From my perspective, the only weakness of The Sense of Style, and maybe it is more my own weakness, is that there are sections where, to really understand them, one needs a greater grasp of English grammar — the kind of knowledge that ones needs to diagram a sentence — than I possess. So, in some ways, it gets a little technical in the middle. The goal is to show how the logic of sentences are really crafted, and that is critical, but some of the descriptions are a bit too opaque for me. Maybe with more time to go through those sections and digest the content, it would be clearer.
However, these sections are made up for by very practical parts where Pinker goes through common “rules” and even misused words to really explain which rules and exhortations are based on sound thinking and which ones were arbitrarily made. My conclusion is that most fall in the latter category and can be safely ignored when writing, but Pinker is not shy in defending those that truly make writing better and have some grounding in the logic of the language. So, a lot of what Pinker advocates for is not rules of grammar, but rules of logic. He bases his arguments on how the human brain deals with words and concepts and how writing should minimize taxing that brain so that the reader achieves maximum comprehension. He emphasizes that coherence and logic in constructing sentences, paragraphs, and documents is critical to catch and keep the attention of the reader. “In other words, a writer has to have both something to talk about (the topic) and something to say (the point).”

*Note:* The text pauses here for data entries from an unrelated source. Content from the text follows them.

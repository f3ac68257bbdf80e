//! Content sniffing.

use std::path::Path;

use super::error::FormatError;
use super::types::Format;

/// Number of leading bytes worth handing to [`detect_format`].
pub const SNIFF_LEN: usize = 64 * 1024;

/// Matroska codec ids that denote a video track.
const MATROSKA_VIDEO_CODECS: &[&[u8]] = &[
    b"V_VP8",
    b"V_VP9",
    b"V_AV1",
    b"V_MPEG4",
    b"V_MPEGH",
    b"V_MPEG1",
    b"V_MPEG2",
    b"V_THEORA",
    b"V_MS/VFW",
    b"V_REAL",
    b"V_UNCOMPRESSED",
];

fn contains(haystack: &[u8], needle: &[u8]) -> bool {
    haystack.windows(needle.len()).any(|w| w == needle)
}

/// Identifies a format from its leading bytes alone.
///
/// Returns `None` for plain text that could be either Markdown or TXT.
pub fn sniff(head: &[u8]) -> Option<Format> {
    if head.starts_with(b"%PDF-") {
        return Some(Format::Pdf);
    }
    if head.starts_with(b"{\\rtf") {
        return Some(Format::Rtf);
    }
    if head.starts_with(b"fLaC") {
        return Some(Format::Flac);
    }
    if head.starts_with(b"ID3") || (head.len() >= 2 && head[0] == 0xFF && (head[1] & 0xE0) == 0xE0)
    {
        return Some(Format::Mp3);
    }
    if head.len() >= 12 && head.starts_with(b"RIFF") {
        return match &head[8..12] {
            b"WAVE" => Some(Format::Wav),
            b"AVI " => Some(Format::Avi),
            b"WEBP" => Some(Format::Webp),
            _ => None,
        };
    }
    if head.starts_with(b"OggS") {
        return Some(refine_container(Format::Ogg, head));
    }
    if head.len() >= 12 && &head[4..8] == b"ftyp" {
        let format = match &head[8..12] {
            b"qt  " => Format::Mov,
            _ => Format::Mp4,
        };
        return Some(refine_container(format, head));
    }
    if head.starts_with(&[0x1A, 0x45, 0xDF, 0xA3]) {
        let window = &head[..head.len().min(64)];
        let format = if contains(window, b"webm") {
            Format::Webm
        } else {
            Format::Mkv
        };
        return Some(refine_container(format, head));
    }
    if head.starts_with(&[0xFF, 0xD8, 0xFF]) {
        return Some(Format::Jpeg);
    }
    if head.starts_with(b"\x89PNG\r\n\x1a\n") {
        return Some(Format::Png);
    }
    if head.len() >= 14 && head.starts_with(b"BM") {
        return Some(Format::Bmp);
    }
    if head.starts_with(b"PK\x03\x04") {
        if contains(head, b"mimetypeapplication/vnd.oasis.opendocument.text") {
            return Some(Format::Odt);
        }
        if contains(head, b"word/") {
            return Some(Format::Docx);
        }
        return None;
    }

    let text = String::from_utf8_lossy(&head[..head.len().min(512)]);
    let trimmed = text.trim_start().to_ascii_lowercase();
    if trimmed.starts_with("<!doctype html") || trimmed.starts_with("<html") {
        return Some(Format::Html);
    }
    if trimmed.starts_with("\\documentclass") {
        return Some(Format::Latex);
    }
    None
}

/// Refines an ambiguous container format using its content.
///
/// Non-container formats, or content that says nothing either way, are
/// returned unchanged.
pub fn refine_container(format: Format, head: &[u8]) -> Format {
    match format {
        Format::Mp4 => {
            let brand_is_audio = head.len() >= 12
                && &head[4..8] == b"ftyp"
                && matches!(&head[8..12], b"M4A " | b"M4B ");
            let audio_only_moov = contains(head, b"moov")
                && contains(head, b"soun")
                && !contains(head, b"vide");
            if brand_is_audio || audio_only_moov {
                Format::M4a
            } else {
                format
            }
        }
        Format::Mkv | Format::Webm => {
            let has_video = MATROSKA_VIDEO_CODECS.iter().any(|c| contains(head, c));
            if !has_video && contains(head, b"A_") {
                Format::Mka
            } else {
                format
            }
        }
        Format::Ogg => {
            if contains(head, b"\x80theora") {
                Format::Ogv
            } else {
                format
            }
        }
        other => other,
    }
}

/// Determines the format of an incoming file.
///
/// `declared` is a format named by the caller, `file_name` the original name
/// of the attachment and `head` its leading bytes (see [`SNIFF_LEN`]).
pub fn detect_format(
    declared: Option<&str>,
    file_name: Option<&str>,
    head: &[u8],
) -> Result<Format, FormatError> {
    let from_name = match declared {
        Some(name) => Some(name.parse::<Format>()?),
        None => file_name
            .and_then(|n| Path::new(n).extension())
            .and_then(|e| e.to_str())
            .and_then(Format::from_extension),
    };

    match from_name {
        Some(format) if format.is_ambiguous_container() => Ok(refine_container(format, head)),
        Some(format) => Ok(format),
        None => sniff(head).ok_or(FormatError::Unrecognized),
    }
}
//! Per-job scratch directories.
//!
//! A [`WorkspaceManager`] owns the scratch root. Each job opens a
//! [`Workspace`] named after its id, writes its input there, lets the tool
//! write its output next to it and releases the directory when the job ends,
//! whatever the outcome.

mod error;
mod manager;

pub use error::WorkspaceError;
pub use manager::{SourceData, Workspace, WorkspaceManager};
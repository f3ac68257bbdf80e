use figment::{
    providers::{Env, Format, Serialized, Toml},
    Figment,
};
use std::path::Path;

use super::{types::Config, ConfigError};

/// Prefix for environment overrides, e.g. `FILEMORPH_SCHEDULER__MAX_CONCURRENT_JOBS=2`.
const ENV_PREFIX: &str = "FILEMORPH_";

/// Load configuration from file with environment variable overrides
pub fn load_config(path: &Path) -> Result<Config, ConfigError> {
    if !path.exists() {
        return Err(ConfigError::FileNotFound(path.display().to_string()));
    }

    Figment::from(Serialized::defaults(Config::default()))
        .merge(Toml::file(path))
        .merge(Env::prefixed(ENV_PREFIX).split("__"))
        .extract()
        .map_err(|e| ConfigError::ParseError(e.to_string()))
}

/// Load configuration from defaults and environment variables only
pub fn load_config_from_env() -> Result<Config, ConfigError> {
    Figment::from(Serialized::defaults(Config::default()))
        .merge(Env::prefixed(ENV_PREFIX).split("__"))
        .extract()
        .map_err(|e| ConfigError::ParseError(e.to_string()))
}

/// Load configuration from TOML string (useful for testing)
pub fn load_config_from_str(toml_str: &str) -> Result<Config, ConfigError> {
    toml::from_str(toml_str).map_err(|e| ConfigError::ParseError(e.to_string()))
}

#[cfg(test)]
mod tests {
    use super::*;
    use std::io::Write;
    use tempfile::NamedTempFile;

    #[test]
    fn test_load_config_from_str_valid() {
        let toml = r#"
[server]
port = 9000

[scheduler]
max_concurrent_jobs = 2
"#;
        let config = load_config_from_str(toml).unwrap();
        assert_eq!(config.server.port, 9000);
        assert_eq!(config.scheduler.max_concurrent_jobs, 2);
    }

    #[test]
    fn test_load_config_from_str_invalid_type() {
        let toml = r#"
[server]
port = "not-a-port"
"#;
        let result = load_config_from_str(toml);
        assert!(matches!(result, Err(ConfigError::ParseError(_))));
    }

    #[test]
    fn test_load_config_file_not_found() {
        let result = load_config(Path::new("/nonexistent/config.toml"));
        assert!(matches!(result, Err(ConfigError::FileNotFound(_))));
    }

    #[test]
    fn test_load_config_from_file() {
        let mut temp_file = NamedTempFile::new().unwrap();
        writeln!(
            temp_file,
            r#"
[server]
host = "127.0.0.1"
port = 3000

[scratch]
root = "/var/tmp/filemorph-test"
sweep_on_startup = false
"#
        )
        .unwrap();

        let config = load_config(temp_file.path()).unwrap();
        assert_eq!(config.server.port, 3000);
        assert_eq!(config.server.host.to_string(), "127.0.0.1");
        assert_eq!(
            config.scratch.root.to_str().unwrap(),
            "/var/tmp/filemorph-test"
        );
        assert!(!config.scratch.sweep_on_startup);
        // untouched sections keep their defaults
        assert_eq!(config.supervisor.stderr_tail_bytes, 8 * 1024);
    }
}
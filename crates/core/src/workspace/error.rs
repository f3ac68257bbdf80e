//! Error types for workspace management.

use std::io;
use std::path::PathBuf;
use thiserror::Error;

/// Errors raised while preparing, inspecting or releasing a workspace.
#[derive(Debug, Error)]
pub enum WorkspaceError {
    /// The scratch root cannot be created or written to.
    #[error("Scratch root {} is not writable: {source}", path.display())]
    NotWritable { path: PathBuf, source: io::Error },

    /// The job's directory already exists.
    #[error("Workspace {} already exists", path.display())]
    Collision { path: PathBuf },

    /// The tool left no non-empty file with the expected extension.
    #[error("No non-empty .{extension} output was produced")]
    MissingOutput { extension: String },

    /// Filesystem operation failed.
    #[error("Workspace I/O failed at {}: {source}", path.display())]
    Io { path: PathBuf, source: io::Error },
}

impl WorkspaceError {
    pub(crate) fn io(path: impl Into<PathBuf>, source: io::Error) -> Self {
        Self::Io {
            path: path.into(),
            source,
        }
    }
}
//! Conversion upload endpoint.

use axum::{
    body::Body,
    extract::{Multipart, State},
    http::{header, HeaderName, StatusCode},
    response::{IntoResponse, Response},
};
use filemorph_core::{CallerId, ConversionRequest, Format};
use std::path::Path;
use std::sync::Arc;
use tokio_util::io::ReaderStream;
use tokio_util::sync::CancellationToken;
use tracing::{debug, info};

use super::error::ApiError;
use super::middleware::Caller;
use crate::metrics::{CONVERSIONS_REJECTED, UPLOAD_BYTES};
use crate::state::AppState;

pub const JOB_ID_HEADER: HeaderName = HeaderName::from_static("x-job-id");
pub const OUTPUT_FORMAT_HEADER: HeaderName = HeaderName::from_static("x-output-format");

/// Cancels the job if the request is dropped before the result is ready.
///
/// Axum drops the handler future when the client goes away, which runs this
/// guard's destructor.
struct CancelOnDrop(Option<CancellationToken>);

impl CancelOnDrop {
    fn disarm(mut self) {
        self.0 = None;
    }
}

impl Drop for CancelOnDrop {
    fn drop(&mut self) {
        if let Some(token) = self.0.take() {
            debug!("Client went away, cancelling conversion");
            token.cancel();
        }
    }
}

/// Fields of the multipart upload.
#[derive(Default)]
struct UploadForm {
    file: Option<(Option<String>, Vec<u8>)>,
    target: Option<String>,
    format: Option<String>,
    caller: Option<String>,
}

impl UploadForm {
    async fn read(mut multipart: Multipart) -> Result<Self, ApiError> {
        let mut form = Self::default();
        while let Some(field) = multipart.next_field().await? {
            let name = field.name().map(str::to_string);
            match name.as_deref() {
                Some("file") => {
                    let file_name = field.file_name().map(str::to_string);
                    let data = field.bytes().await?;
                    form.file = Some((file_name, data.to_vec()));
                }
                Some("target") => form.target = Some(field.text().await?),
                Some("format") => form.format = Some(field.text().await?),
                Some("caller") => form.caller = Some(field.text().await?),
                _ => debug!(field = ?name, "Ignoring unknown multipart field"),
            }
        }
        Ok(form)
    }
}

/// Download name for the converted file: the upload's stem, ASCII only.
fn output_file_name(upload_name: Option<&str>, format: Format) -> String {
    let stem = upload_name
        .and_then(|n| Path::new(n).file_stem())
        .and_then(|s| s.to_str())
        .map(|s| {
            s.chars()
                .map(|c| {
                    if c.is_ascii_alphanumeric() || matches!(c, '-' | '_' | '.' | ' ') {
                        c
                    } else {
                        '_'
                    }
                })
                .collect::<String>()
        })
        .filter(|s| !s.trim().is_empty())
        .unwrap_or_else(|| "converted".to_string());
    format!("{}.{}", stem.trim(), format.extension())
}

/// Converts an uploaded file and streams the result back.
///
/// Multipart fields: `file` (required), `target` (required), `format`
/// (optional source format override) and `caller` (optional, overrides the
/// `x-caller-id` header).
pub async fn create_conversion(
    State(state): State<Arc<AppState>>,
    Caller(header_caller): Caller,
    multipart: Multipart,
) -> Result<Response, ApiError> {
    let form = UploadForm::read(multipart).await?;

    let (upload_name, data) = form
        .file
        .ok_or_else(|| ApiError::invalid_request("Missing 'file' field"))?;
    if data.is_empty() {
        return Err(ApiError::invalid_request("Uploaded file is empty"));
    }
    if data.len() > state.max_upload_bytes() {
        return Err(ApiError::new(
            StatusCode::PAYLOAD_TOO_LARGE,
            "payload_too_large",
            format!("File exceeds the {} byte limit", state.max_upload_bytes()),
        ));
    }
    let target_name = form
        .target
        .ok_or_else(|| ApiError::invalid_request("Missing 'target' field"))?;
    let target: Format = target_name.parse().map_err(|_| {
        ApiError::invalid_request(format!("Unknown target format: {}", target_name))
    })?;
    let caller = form
        .caller
        .filter(|c| !c.trim().is_empty())
        .map(CallerId::new)
        .unwrap_or(header_caller);

    UPLOAD_BYTES.observe(data.len() as f64);

    let mut request = ConversionRequest::from_bytes(data, target, caller);
    if let Some(name) = &upload_name {
        request = request.with_file_name(name.clone());
    }
    if let Some(format) = form.format.filter(|f| !f.trim().is_empty()) {
        request = request.with_declared_format(format);
    }

    let handle = state.orchestrator().submit(request).await.map_err(|e| {
        CONVERSIONS_REJECTED.with_label_values(&[e.kind().as_str()]).inc();
        ApiError::from(e)
    })?;
    let job_id = handle.job_id();

    let guard = CancelOnDrop(Some(handle.cancellation_token()));
    let output = handle.wait().await;
    guard.disarm();
    let output = output?;

    info!(
        job_id = %job_id,
        format = %output.format(),
        size_bytes = output.size_bytes(),
        "Delivering conversion output"
    );

    let format = output.format();
    let size_bytes = output.size_bytes();
    let file_name = output_file_name(upload_name.as_deref(), format);
    let file = output.into_reader().await.map_err(|e| {
        ApiError::new(
            StatusCode::INTERNAL_SERVER_ERROR,
            "workspace",
            format!("Failed to open output: {}", e),
        )
    })?;

    Ok((
        [
            (header::CONTENT_TYPE, format.mime_type().to_string()),
            (header::CONTENT_LENGTH, size_bytes.to_string()),
            (
                header::CONTENT_DISPOSITION,
                format!("attachment; filename=\"{}\"", file_name),
            ),
            (JOB_ID_HEADER, job_id.to_string()),
            (OUTPUT_FORMAT_HEADER, format.extension().to_string()),
        ],
        Body::from_stream(ReaderStream::new(file)),
    )
        .into_response())
}

#[cfg(test)]
mod tests {
    use super::*;

    #[test]
    fn test_output_file_name_keeps_stem() {
        assert_eq!(
            output_file_name(Some("Quarterly Report.md"), Format::Pdf),
            "Quarterly Report.pdf"
        );
        assert_eq!(output_file_name(Some("song.flac"), Format::Mp3), "song.mp3");
    }

    #[test]
    fn test_output_file_name_sanitizes() {
        assert_eq!(
            output_file_name(Some("re\"port\u{e9}.md"), Format::Docx),
            "re_port_.docx"
        );
        assert_eq!(output_file_name(None, Format::Txt), "converted.txt");
        assert_eq!(output_file_name(Some("\u{4e2d}\u{6587}"), Format::Txt), "__.txt");
    }

    #[test]
    fn test_cancel_on_drop() {
        let token = CancellationToken::new();
        drop(CancelOnDrop(Some(token.clone())));
        assert!(token.is_cancelled());

        let token = CancellationToken::new();
        CancelOnDrop(Some(token.clone())).disarm();
        assert!(!token.is_cancelled());
    }
}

Thus, The Sense of Style is also very practical, with examples of bad sentences and how to fix them. I’m tempted to buy this book for all of my postdocs, as I think the guidance is very good. My only hesitation stems from the bits I mentioned above, about diagraming sentences, but I expect that most foreign language speakers are better at this than native English speakers as it seems they learn this better. I think that a more abbreviated version of The Sense of Style would be an excellent idea, one that makes the points but a little more concisely and can be used as a reference. That said, I know of many scientists that could benefit from the advice contained in this book, myself included.
Let me end with a quote, where Pinker recalls an editorial that appeared in the New York Sun in the 1920s. The editors were responding to an effort to ban phrases like “different than X” in favor of “different from X,” the editors said “The excellent tribe of grammarians, the precisians who strive to be correct and correctors, have as much power to prohibit a single word or phrase as a gray squirrel has to put out Orion with a flicker of its tail.”